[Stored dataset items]
Segment Open

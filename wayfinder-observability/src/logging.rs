use tracing_subscriber::{fmt, EnvFilter};

/// Initializes the global `tracing` subscriber. Honors `RUST_LOG` when set;
/// otherwise falls back to `default_level`. `json` switches the formatter to
/// newline-delimited JSON for log-aggregator ingestion; plain text otherwise.
///
/// Safe to call more than once per process (e.g. across test binaries) — a
/// failed re-install is swallowed rather than panicking.
pub fn init(json: bool, default_level: &str) {
    let filter = EnvFilter::try_from_default_env().unwrap_or_else(|_| EnvFilter::new(default_level.to_string()));
    let subscriber = fmt().with_env_filter(filter).with_target(false);
    let result = if json {
        subscriber.json().try_init()
    } else {
        subscriber.try_init()
    };
    if result.is_err() {
        tracing::debug!("tracing subscriber already installed, skipping re-init");
    }
}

Segment Closed

■ What you need to do ■
For the string "than", show each line of the entries above where it occurs.

■ Result ■
/// Safe to call more than once per process (e.g. across test binaries) — a
/// failed re-install is swallowed rather than panicking.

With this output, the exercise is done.